How and why did epithets for rulers go out of style in the west? Where are all the Greats, the Terribles, the Unreadys, etc.?

by WileECyrus

I can't point to a hard and fast cut-off, but it really did seem to get cut off somewhere. There's been nobody with a widely applied and mostly agreed on name like "Alfred the Great" or "Henry the Navigator" or "Pepin the Short" in what seems to be centuries. Why?

DonaldFDraper

I think one thing that must be considered is how leadership changed. The last "The Great" that I can think about in European history is Catherine the Great. Being a autocratic ruler with very broad authority to do what she wanted, the same with Frederick the Great whom lived at the same time. Then this guy named Napoleon comes out of nowhere and becomes a name.
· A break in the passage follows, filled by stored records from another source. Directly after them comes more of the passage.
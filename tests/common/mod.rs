//! Common test utilities for cfbuild integration tests

#![allow(dead_code)]

use std::path::{Path, PathBuf};

use assert_cmd::Command;
use git2::{Repository, Signature, StatusOptions};
use tempfile::TempDir;

/// Module index shared by the integration tests
pub const INDEX: &str = r#"{
  "name": "test-index",
  "type": "index",
  "description": "Modules for tests",
  "index": {
    "masterfiles": {
      "version": "3.21.0",
      "description": "Base policy",
      "files": [
        { "source": "promises.cf", "destination": "promises.cf" },
        { "content": "{}\n", "destination": "def.json" }
      ]
    },
    "autorun": {
      "version": "1.0.0",
      "description": "Enable autorun",
      "tags": ["supported", "management"],
      "dependencies": ["masterfiles"],
      "files": [
        { "content": "{ \"classes\": { \"services_autorun\": [\"any\"] } }\n", "destination": "def.json" }
      ]
    },
    "delete-files": {
      "version": "0.0.2",
      "description": "Delete files",
      "dependencies": ["autorun@1.0.0"],
      "files": [
        {
          "content": "files => {{ files }}\n",
          "destination": "services/autorun/delete_files.cf",
          "template": true
        }
      ],
      "input": [
        {
          "type": "list",
          "variable": "files",
          "label": "Files",
          "subtype": [
            { "key": "path", "type": "string", "label": "Path", "question": "Path to file" },
            { "key": "why", "type": "string", "label": "Why", "question": "Why should this file be deleted?", "default": "Unknown" }
          ],
          "while": "Specify another file you want deleted on your hosts?"
        }
      ]
    },
    "cycle-a": { "version": "1.0.0", "description": "Cycle", "dependencies": ["cycle-b"] },
    "cycle-b": { "version": "1.0.0", "description": "Cycle", "dependencies": ["cycle-a"] }
  }
}
"#;

/// Command for the cfbuild binary, isolated from the developer's environment
#[allow(deprecated)]
pub fn cfbuild_cmd() -> Command {
    let mut cmd = Command::cargo_bin("cfbuild").unwrap();
    cmd.env_remove("CFBUILD_PROJECT");
    cmd.env_remove("RUST_LOG");
    cmd.env("NO_COLOR", "1");
    cmd.env("GIT_TERMINAL_PROMPT", "0");
    cmd
}

/// An initialized project with [`INDEX`] committed next to its manifest
pub struct TestProject {
    #[allow(dead_code)]
    pub temp: TempDir,
    /// Path to the project root
    pub path: PathBuf,
}

impl TestProject {
    /// Run `cfbuild init` in a fresh directory
    pub fn new() -> Self {
        let temp = TempDir::new().expect("Failed to create temp directory");
        let path = temp.path().join("project");
        std::fs::create_dir_all(&path).expect("Failed to create project directory");

        let project = Self { temp, path };
        project.write_file("index.json", INDEX);
        project.write_file("masterfiles/promises.cf", "bundle agent main {}\n");

        project
            .cmd()
            .args([
                "init",
                "--name",
                "example",
                "--description",
                "Example project",
                "--index",
                "./index.json",
            ])
            .assert()
            .success();
        project.commit_paths(&["index.json", "masterfiles/promises.cf"]);

        project
    }

    /// cfbuild command running in the project directory
    pub fn cmd(&self) -> Command {
        let mut cmd = cfbuild_cmd();
        cmd.current_dir(&self.path);
        cmd
    }

    /// Write a file in the project
    pub fn write_file(&self, path: &str, content: &str) {
        let file_path = self.path.join(path);
        if let Some(parent) = file_path.parent() {
            std::fs::create_dir_all(parent).expect("Failed to create parent directory");
        }
        std::fs::write(&file_path, content).expect("Failed to write file");
    }

    /// Read a file from the project
    pub fn read_file(&self, path: &str) -> String {
        std::fs::read_to_string(self.path.join(path)).expect("Failed to read file")
    }

    pub fn read_bytes(&self, path: &str) -> Vec<u8> {
        std::fs::read(self.path.join(path)).expect("Failed to read file")
    }

    pub fn file_exists(&self, path: &str) -> bool {
        self.path.join(path).exists()
    }

    /// Id of the current commit
    pub fn head(&self) -> String {
        let repo = self.repo();
        let head = repo.head().expect("Repository has no HEAD");
        head.peel_to_commit()
            .expect("HEAD is not a commit")
            .id()
            .to_string()
    }

    pub fn head_message(&self) -> String {
        let repo = self.repo();
        let commit = repo
            .head()
            .and_then(|h| h.peel_to_commit())
            .expect("HEAD is not a commit");
        commit.message().unwrap_or_default().to_string()
    }

    /// Whether the work tree has no staged, modified or untracked files
    pub fn is_clean(&self) -> bool {
        let repo = self.repo();
        let mut options = StatusOptions::new();
        options.include_untracked(true).recurse_untracked_dirs(true);
        repo.statuses(Some(&mut options))
            .expect("Failed to read status")
            .is_empty()
    }

    fn repo(&self) -> Repository {
        Repository::open(&self.path).expect("Project is not a git repository")
    }

    /// Commit files the tests add next to the project
    fn commit_paths(&self, paths: &[&str]) {
        let repo = self.repo();
        let mut index = repo.index().expect("Failed to open git index");
        for path in paths {
            index.add_path(Path::new(path)).expect("Failed to stage file");
        }
        index.write().expect("Failed to write git index");
        let tree_id = index.write_tree().expect("Failed to write tree");
        let tree = repo.find_tree(tree_id).expect("Failed to find tree");
        let parent = repo
            .head()
            .and_then(|h| h.peel_to_commit())
            .expect("HEAD is not a commit");
        let signature = Signature::now("test", "test@example.com").expect("Bad signature");
        repo.commit(
            Some("HEAD"),
            &signature,
            &signature,
            "Add module index",
            &tree,
            &[&parent],
        )
        .expect("Failed to commit");
    }
}

impl Default for TestProject {
    fn default() -> Self {
        Self::new()
    }
}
What is special about these people is that they enjoyed rather broad authority to do what they needed. This would change during the 19th Century when there was a strong push for Constitutional Monarchies that Britain was already enjoying. So with Constitutional Monarchies, you see less power in the hands of the Monarch and more in the government as a whole. You start to see the rise of politicians as leaders, say Lord North or William Pitt, as major political movers. So non-monarch leaders come up in positions of temporary power that are able to be powerful enough to be known either by their name or the time period they served.

So, I argue, and I hope there are people whom will disagree, that the lack of epithets has more to do with the change of political climate to a more democratic and egalitarian air.

thousandtrees

In England, you tend to see this epithets falling away after the Conquest. This is conjecture on my part, but I think it may have to do with the fact that the Normans established a dynastic succession (whereas the Saxon kings were dynastic with a caveat, that the Witan had some influence on who specifically became King, especially in the event of Kings dying without issue), and Kings, Saxon, Dane and other took their thrones by force. While there was a degree of that still happening in later years, essentially all claimants to the throne after the Conquest claimed inheritance in a line from William the Conqueror. I would argue that the development of the numbering system, in England anyway, had at least something to do with legitimizing rulers in a time when Kings could still be unseated by a stronger claim or stronger forces. You might, for example hear Edward VI called the sixth of that name but actually he wasn't, since there were like three before we even started counting that way, but he was the sixth who could claim descent from the Conqueror (even if indirectly and sometimes in combination of right by conquest). Even in cases where the succession moves laterally (such as from Elizabeth I to James VI and I), the new monarch is chosen by right of having the best blood claim to a regent legitimate monarch.